È sempre dal 1860 che il grosso degli italioti odia i partiti politici. È un'usanza antica anche questa. Roma è ladrona da prima che i bersaglieri entrassero a Porta Pia.
La partitocrazia, antesignana della "casta", era già usata come concetto spregiativo prima della grande guerra, la prima. Contro la partitocrazia si era scagliato anche il fascismo, che, molto più spicciativo, aveva abolito tutti i partiti, tranne quello fascista. Per fortuna a Marco la cosa non era riuscita.
Grillo e i suoi dell'odio antipartiti e antistato e quindi del confuso libertarismo pannelliano sono eredi indiretti e anche se le colpe dei figli non ricadono sui padri, le bischerate dei padri qualcuno può riuscire a realizzarle meglio dei padri e qualcun altro a pagarle.
Soprattutto se i padri coltivano idee profondamente radicate nella società civile di un paese.
Quanto all'antipatia verso la Chiesa, di questo sentimento col passare del tempo non era rimasto quasi più nulla. Così anche Marco era andato ad allargare le fila di quel partito informale di atei devoti e dialoganti con santa madre chiesa che rappresenta un'altra delle caratteristiche di fondo e di lunga durata di questo ameno paese.
Ma non c'è dubbio che la sua spasmodica e parecchio narcisistica esaltazione dell'io (e dell'ego) ha contribuito a frantumare quell'etica del noi che era uscita invece rafforzata invece dalla resistenza e dalla lotta politica antifascita e che avevano dato vita ad una costituzione e una democrazia che avevano ed hanno il loro perno proprio nei partiti, nello stato e in un rapporto concordato con la chiesa.
Certo la tarda democrazia moderna deve saper conciliare le libertà desideranti dell'io con le virtù collettive che si incarnano nel noi.

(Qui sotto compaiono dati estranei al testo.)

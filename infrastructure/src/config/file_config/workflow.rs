//! Workflow configuration from TOML (`[workflow]` section)

use autofix_application::config::DEFAULT_BACKEND_TIMEOUT;
use serde::{Deserialize, Serialize};

/// How conflicting proposals are resolved
#[derive(Debug, Clone, Copy, Default, PartialEq, Eq, Serialize, Deserialize)]
#[serde(rename_all = "snake_case")]
pub enum FileAdjudication {
    #[default]
    FirstSeen,
    Model,
}

/// Raw workflow configuration from TOML
#[derive(Debug, Clone, PartialEq, Serialize, Deserialize)]
#[serde(default)]
pub struct FileWorkflowConfig {
    pub max_retries: u32,
    /// `unresolved_severity` or `never`
    pub retry_policy: String,
    /// Lowest unresolved severity that triggers another round
    pub retry_threshold: String,
    pub backend_timeout_seconds: u64,
    pub run_deadline_seconds: Option<u64>,
    /// Ceiling on the number of configured backends; each one runs concurrently
    pub max_concurrent_backends: usize,
    pub adjudication: FileAdjudication,
    /// Backend whose model arbitrates when `adjudication = "model"`
    pub arbiter: Option<String>,
    pub push: bool,
    pub remote: String,
}

impl Default for FileWorkflowConfig {
    fn default() -> Self {
        Self {
            max_retries: 3,
            retry_policy: "unresolved_severity".to_string(),
            retry_threshold: "high".to_string(),
            backend_timeout_seconds: DEFAULT_BACKEND_TIMEOUT.as_secs(),
            run_deadline_seconds: None,
            max_concurrent_backends: 8,
            adjudication: FileAdjudication::FirstSeen,
            arbiter: None,
            push: true,
            remote: "origin".to_string(),
        }
    }
}
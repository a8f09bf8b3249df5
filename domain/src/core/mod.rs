//! Core domain concepts shared across all subdomains.
//!
//! - [`backend::BackendId`] — identity of an analysis backend
//! - [`error::DomainError`] — domain-level errors

pub mod backend;
pub mod error;
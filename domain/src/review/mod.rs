//! Review domain
//!
//! Everything a review round produces and the pure rules that shape it.
//!
//! ```text
//! backend text ──parse──▶ Issue ──(per backend)──▶ BackendIssues
//!                                                     │
//!                                                adjudicate
//!                                                     ▼
//!                           Commit ◀──apply── Fix (unique by file, line)
//! ```

pub mod adjudication;
pub mod backend_issues;
pub mod branch;
pub mod entities;
pub mod parsing;

pub use adjudication::{
    Adjudication, Selection, adjudicate_first_seen, adjudicate_with_selection, fixable_candidates,
};
pub use backend_issues::BackendIssues;
pub use branch::branch_name;
pub use entities::{CodeFile, Commit, Fix, Issue, IssueKey, IssueType, Severity};
pub use parsing::{extract_first_json_array, parse_issue_array};
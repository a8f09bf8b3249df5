//! Prompt templates sent to review backends and the arbitration moderator

mod template;

pub use template::{DEFAULT_MAX_CHARS_PER_FILE, ReviewPromptTemplate};
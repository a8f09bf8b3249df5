//! Working copy adapters

mod git;
mod memory;
mod paths;

pub use git::GitWorkingCopy;
pub use memory::{InMemoryWorkingCopy, MemoryCommit};
//! Configuration value objects shared across layers

mod output_format;

pub use output_format::OutputFormat;
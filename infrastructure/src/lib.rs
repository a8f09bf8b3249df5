//! Infrastructure layer for autofix-council
//!
//! This crate contains adapters that implement the ports defined
//! in the application layer, including configuration file loading.

pub mod backend;
pub mod chat;
pub mod config;
pub mod logging;
pub mod source;
pub mod store;
pub mod working_copy;

// Re-export commonly used types
pub use backend::LlmAnalysisBackend;
pub use chat::{
    error::{ChatError, Result},
    gateway::ChatCompletionsGateway,
    session::ChatCompletionsSession,
};
pub use config::{
    ConfigLoader, ConfigValidationError, FileAdjudication, FileBackendConfig, FileConfig,
    FileOutputConfig, FileSourceConfig, FileWorkflowConfig,
};
pub use logging::JsonlRunEventLogger;
pub use source::LocalCodeSource;
pub use store::{InMemoryResultStore, JsonFileResultStore};
pub use working_copy::{GitWorkingCopy, InMemoryWorkingCopy, MemoryCommit};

Ma non è pensabile che le virtù del noi si incarnino nel rapporto diretto tra tante singole individualità e il narcisismo politico dei leader; in uno stato troppo sottile e ridotto al lumicino, nè in una Chiesa infinitamente misericordiosa, tanto da non saper più predicare le altre virtù e quelle della temperanza in particolare.
Del resto che a suon di battere su antipartitismo e antistatalismo il Marco nazionale non abbia costruito molto è chiaro a tutti.. La storia del partito radicale e degli uomini e delle donne che lo hanno animato stanno li a ricordarcelo. Almeno a chi vuole ricordare e riflettere. Perché quello di riflettere sulla propria storia politica e di farlo in maniera critica e seria è un'altra usanza che non ha mai attecchito da noi, travolta e spesso sostituita dalle capacità affabulatorie dell'istrione e imbonitore di turno, di cui anche il nostro, sia pure con successi via via decrescenti, è stato un discreto campione.